Business Opportunities Weblog | How Much Is My Blog Worth
So I typed in my URL, expecting to discover I'm worth about 59 cents and a bag of zucchini. Imagine my surprise:
My blog is worth $1,693.62.
How much is your blog worth?
$1693.62?? Get outta town.
OK, it's pathetic by J-Land standards, but I'll take it. It beats zucchini.
Friday, November 4, 2005
Weekend Assignment #84
Author Scalzi Googles Himself One Time Too Many
Noted science fiction author and America Online blogfather John Scalzi made history Monday, October 31 when he accidentally created an entirely new life form he is calling "an e-male."
In the week prior to the event, Scalzi recruited thousands of fans and friends to enter his name into a Google search at the stroke of midnight on Halloween, "just for the pure hell of it, to see what would happen." The stunning and entirely unexpected result was the spontaneous generation of a being named "Scoogle," who appears to be a badly distorted version of Scalzi himself.
Scientists are at a loss to explain the effect, but physicist Janus Looming of Los Alamos Labs says, "It may be akin to the apparition that occurs when teenagers chant 'Bloody Mary' into mirrors.

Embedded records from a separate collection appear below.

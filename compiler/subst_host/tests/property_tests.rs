//! Property-based tests for substitution.
//!
//! Random definitions are rendered, spliced and evaluated back through the
//! host to check that:
//! 1. Rendered strings and numbers evaluate to the value they came from
//! 2. Every strict prefix of a dotted key is renamable and nothing more
//! 3. `typeof` answers hold at every level of a nested tree
//! 4. Definitions that reference each other always terminate

#![allow(clippy::unwrap_used, clippy::expect_used, reason = "Tests can panic")]
#![allow(
    clippy::doc_markdown,
    clippy::uninlined_format_args,
    clippy::float_cmp,
    reason = "Proptest macros generate code with these patterns"
)]

use proptest::prelude::*;
use subst_define::{
    DefinitionValue, Defines, DefinitionsTree, EvaluatedKind, Evaluator, HookKind,
};
use subst_host::{compile, HostEvaluator};

// -- Strategies --

/// Upper-case path segments never collide with keywords or builtins.
fn segment_strategy() -> impl Strategy<Value = String> {
    prop::string::string_regex("[A-Z][A-Z0-9_]{0,6}").expect("valid regex")
}

fn path_strategy(max_len: usize) -> impl Strategy<Value = Vec<String>> {
    prop::collection::vec(segment_strategy(), 1..=max_len)
}

fn finite_number_strategy() -> impl Strategy<Value = f64> {
    any::<f64>().prop_filter("finite", |n| n.is_finite())
}

/// Nest `value` under `path`, outermost segment first.
fn nested(path: &[String], value: DefinitionValue) -> DefinitionsTree {
    let (last, outer) = path.split_last().expect("non-empty path");
    let mut tree = DefinitionsTree::new().with(last.as_str(), value);
    for segment in outer.iter().rev() {
        tree = DefinitionsTree::new().with(segment.as_str(), tree);
    }
    tree
}

fn evaluate(tree: DefinitionsTree, source: &str) -> EvaluatedKind {
    let hooks = Defines::new(tree).register();
    HostEvaluator::new(&hooks).evaluate(source).into_kind()
}

// -- Rendering round trips --

proptest! {
    #![proptest_config(ProptestConfig {
        cases: 256,
        max_shrink_iters: 1000,
        ..ProptestConfig::default()
    })]

    /// A string definition evaluates back to the same string.
    #[test]
    fn prop_string_definition_round_trips(value in any::<String>()) {
        let tree = DefinitionsTree::new().with("VALUE", DefinitionValue::string(value.clone()));
        prop_assert_eq!(evaluate(tree, "VALUE"), EvaluatedKind::String(value));
    }

    /// A number definition evaluates back to the same number.
    #[test]
    fn prop_number_definition_round_trips(value in finite_number_strategy()) {
        let tree = DefinitionsTree::new().with("VALUE", value);
        let kind = evaluate(tree, "VALUE");
        let EvaluatedKind::Number(evaluated) = kind else {
            return Err(TestCaseError::fail(format!("not a number: {:?}", kind)));
        };
        // Negative zero renders as `0`
        prop_assert_eq!(evaluated, value);
    }

    /// Spliced string definitions compare equal to their own literal.
    #[test]
    fn prop_spliced_string_is_valid_source(value in any::<String>()) {
        let tree = DefinitionsTree::new().with("VALUE", DefinitionValue::string(value));
        let hooks = Defines::new(tree).register();
        let compiled = compile("VALUE === VALUE", &hooks).unwrap();
        let kind = HostEvaluator::new(&hooks).evaluate(&compiled.output).into_kind();
        prop_assert_eq!(kind, EvaluatedKind::Boolean(true));
    }
}

// -- Registration --

proptest! {
    #![proptest_config(ProptestConfig {
        cases: 128,
        max_shrink_iters: 500,
        ..ProptestConfig::default()
    })]

    /// Strict prefixes of a dotted key are renamable but not rewritable.
    #[test]
    fn prop_dotted_key_registers_strict_prefixes(path in path_strategy(6)) {
        let key = path.join(".");
        let hooks = Defines::new(DefinitionsTree::new().with(key.as_str(), 1)).register();

        for end in 1..path.len() {
            let prefix = path[..end].join(".");
            prop_assert!(hooks.can_rename(&prefix), "prefix {} not renamable", prefix);
            prop_assert!(!hooks.is_registered(&prefix, HookKind::RewriteExpression));
        }
        prop_assert!(hooks.can_rename(&key));
        prop_assert!(hooks.is_registered(&key, HookKind::RewriteExpression));
        prop_assert_eq!(hooks.len(), path.len());
    }

    /// Nested trees answer `"object"` at every inner level.
    #[test]
    fn prop_nested_typeof_at_every_level(
        path in path_strategy(5),
        value in finite_number_strategy(),
    ) {
        let hooks = Defines::new(nested(&path, value.into())).register();

        for end in 1..=path.len() {
            let source = format!("typeof {}", path[..end].join("."));
            let expected = if end == path.len() { "\"number\"" } else { "\"object\"" };
            prop_assert_eq!(compile(&source, &hooks).unwrap().output, expected);
        }
    }
}

// -- Termination --

const CYCLE_KEYS: usize = 4;

/// Each key's code is a sum of references to other keys, possibly itself.
fn reference_graph_strategy() -> impl Strategy<Value = Vec<Vec<usize>>> {
    prop::collection::vec(prop::collection::vec(0..CYCLE_KEYS, 1..4), CYCLE_KEYS)
}

fn reference_tree(graph: &[Vec<usize>]) -> DefinitionsTree {
    graph
        .iter()
        .enumerate()
        .map(|(key, refs)| {
            let code = refs
                .iter()
                .map(|target| format!("K{}", target))
                .collect::<Vec<_>>()
                .join(" + ");
            (format!("K{}", key), DefinitionValue::code(code))
        })
        .collect()
}

proptest! {
    #![proptest_config(ProptestConfig {
        cases: 128,
        max_shrink_iters: 500,
        ..ProptestConfig::default()
    })]

    /// Cyclic references never recurse forever and every use is replaced.
    #[test]
    fn prop_reference_cycles_terminate(graph in reference_graph_strategy()) {
        let hooks = Defines::new(reference_tree(&graph)).register();
        let compiled = compile("[typeof K0, K1, typeof K2, K3]", &hooks).unwrap();
        prop_assert_eq!(compiled.dependencies.len(), CYCLE_KEYS);

        // Every key reaches only other keys, so nothing is ever known
        let evaluator = HostEvaluator::new(&hooks);
        for key in 0..CYCLE_KEYS {
            let kind = evaluator.evaluate(&format!("K{}", key)).into_kind();
            prop_assert_eq!(kind, EvaluatedKind::Unknown);
        }
    }
}
//! Evaluation results exchanged between hooks and the host evaluator.

use subst_ir::{format_number, Pattern, Span};

/// What the evaluator managed to learn about an expression.
#[derive(Clone, Debug, PartialEq)]
pub enum EvaluatedKind {
    /// Nothing is known statically.
    Unknown,
    Null,
    Undefined,
    Boolean(bool),
    Number(f64),
    String(String),
    RegExp(Pattern),
    /// A function value; its body is never inspected.
    Function,
    /// An object or array whose contents are not tracked.
    Object,
}

/// An evaluation result tagged with the source range it describes.
#[derive(Clone, Debug, PartialEq)]
pub struct EvaluatedExpression {
    kind: EvaluatedKind,
    span: Option<Span>,
}

impl EvaluatedExpression {
    pub fn new(kind: EvaluatedKind) -> Self {
        EvaluatedExpression { kind, span: None }
    }

    pub fn unknown() -> Self {
        Self::new(EvaluatedKind::Unknown)
    }

    pub fn null() -> Self {
        Self::new(EvaluatedKind::Null)
    }

    pub fn undefined() -> Self {
        Self::new(EvaluatedKind::Undefined)
    }

    pub fn boolean(value: bool) -> Self {
        Self::new(EvaluatedKind::Boolean(value))
    }

    pub fn number(value: f64) -> Self {
        Self::new(EvaluatedKind::Number(value))
    }

    pub fn string(value: impl Into<String>) -> Self {
        Self::new(EvaluatedKind::String(value.into()))
    }

    pub fn regexp(pattern: Pattern) -> Self {
        Self::new(EvaluatedKind::RegExp(pattern))
    }

    pub fn function() -> Self {
        Self::new(EvaluatedKind::Function)
    }

    pub fn object() -> Self {
        Self::new(EvaluatedKind::Object)
    }

    #[inline]
    pub fn kind(&self) -> &EvaluatedKind {
        &self.kind
    }

    #[inline]
    pub fn into_kind(self) -> EvaluatedKind {
        self.kind
    }

    #[inline]
    pub fn span(&self) -> Option<Span> {
        self.span
    }

    /// Attach the range of the node this result stands for.
    #[must_use]
    pub fn with_span(mut self, span: Span) -> Self {
        self.span = Some(span);
        self
    }

    #[inline]
    pub fn is_string(&self) -> bool {
        matches!(self.kind, EvaluatedKind::String(_))
    }

    /// The string value, if this result is string-typed.
    pub fn as_str(&self) -> Option<&str> {
        match &self.kind {
            EvaluatedKind::String(s) => Some(s),
            _ => None,
        }
    }

    /// The `typeof` answer for this value, when it is known.
    pub fn typeof_name(&self) -> Option<&'static str> {
        Some(match self.kind {
            EvaluatedKind::Unknown => return None,
            EvaluatedKind::Undefined => "undefined",
            EvaluatedKind::Boolean(_) => "boolean",
            EvaluatedKind::Number(_) => "number",
            EvaluatedKind::String(_) => "string",
            EvaluatedKind::Function => "function",
            EvaluatedKind::Null | EvaluatedKind::RegExp(_) | EvaluatedKind::Object => "object",
        })
    }

    /// Whether the value is truthy, when it is known.
    pub fn truthiness(&self) -> Option<bool> {
        match &self.kind {
            EvaluatedKind::Unknown => None,
            EvaluatedKind::Null | EvaluatedKind::Undefined => Some(false),
            EvaluatedKind::Boolean(b) => Some(*b),
            EvaluatedKind::Number(n) => Some(*n != 0.0 && !n.is_nan()),
            EvaluatedKind::String(s) => Some(!s.is_empty()),
            EvaluatedKind::RegExp(_) | EvaluatedKind::Function | EvaluatedKind::Object => {
                Some(true)
            }
        }
    }

    /// String conversion of a primitive, as used by `+` concatenation.
    pub fn to_primitive_string(&self) -> Option<String> {
        match &self.kind {
            EvaluatedKind::Null => Some("null".to_owned()),
            EvaluatedKind::Undefined => Some("undefined".to_owned()),
            EvaluatedKind::Boolean(b) => Some(b.to_string()),
            EvaluatedKind::Number(n) => Some(format_number(*n)),
            EvaluatedKind::String(s) => Some(s.clone()),
            EvaluatedKind::RegExp(p) => Some(p.source_text()),
            EvaluatedKind::Unknown | EvaluatedKind::Function | EvaluatedKind::Object => None,
        }
    }
}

Only bigger. Much bigger."
Centers for Disease Control spokesperson Gloria Shrub cautions that uncontrolled generation of e-males may threaten the public well-being, and says the CDC is pushing for a moratorium on their creation until sufficient controls can be put in place.
The Scalzi family will retain custody of Scoogle until the legal ramifications can be sorted out. "He's not evil," says Scalzi, "but feeding him is costing me a fortune. The only thing he'll eat is Spam."
Tuesday, November 1, 2005
And speaking of toys...
There are a lot of these on the Web, but I like this one. It works smoothly, has a Help button -- which you're going to appreciate once you get over eight rings or so -- and besides, the colors are pretty. (Yes, I'm easy. Sue me.)
Psssssst....
Looking for something different for Christmas? Try the AirZooka. It looks like a simple air gun -- and it's harmless -- but the sensation of getting blasted with one of these things is completely bizarre. Tons o' fun for blaster and blastee alike. There's a lot of complex science behind it, in case you care. I just enjoy the weirdness.
It's weeks until Santa makes his big run, but these things seem to sell out fast. So if you're interested, better get one now.
Update on I bonds
This just in from the Treasury: Bureau of the Public Debt : I BONDS TO EARN 6.73% WHEN BOUGHT FROM NOVEMBER 2005 THROUGH APRIL 2006
The fixed rate went down from 1.2 to 1 -- not up as some had hoped, but not down to .5 as others feared. Just thought y'all might like to know.
Sunday, October 30, 2005
Poem for fall
When the world has spun itself out
and vanished
When men are no more
nor time, nor space
Surely God will stir
in the infinite deep
remember autumn
and begin again
Saturday, October 29, 2005
Welcome to Wal-Mart...
Just in time to accompany news of Wal-Mart's proposal to cut its already meager employee benefits comes a new Jib-Jab video, Big Box Mart. Enjoy.
Tuesday, October 25, 2005
Bonds. I Bonds.
USATODAY.com - Savings Bonds: Should you buy now or later?
Whether you buy I Bonds before Nov. 1 or after, you'll get a rate that beats other conservative investments, such as certificates of deposit and money market funds.
When you buy Savings Bonds, you're required to hold them for a minimum of 12 months, so don't buy one if you think you'll need the money before then. If you cash them in before you've held them five years, you'll forfeit three months of interest.
But at current rates, investors who sell I Bonds after a year and take the penalty will still earn more than they can get on most other low-risk investments, Pederson says.
Sunday, October 23, 2005
Just another manic Sunday
Does anybody actually get a day of rest anymore?
Saturday, October 22, 2005
Step away from the computer...
This is it, people: peak foliage time! Check out your local best bets at Fall Foliage, get out there, and drink it all in. Quick, now ... "nothing gold can stay."
Puzzle lovers unite
This site has been around for quite a while, but in case you've missed it, check out Jigzone.com. Select your puzzle, decide how hard you want to work to solve the thing, and have at it. It's every bit as addictive as solitaire, and just as mindless. Perfect for weekend downtime.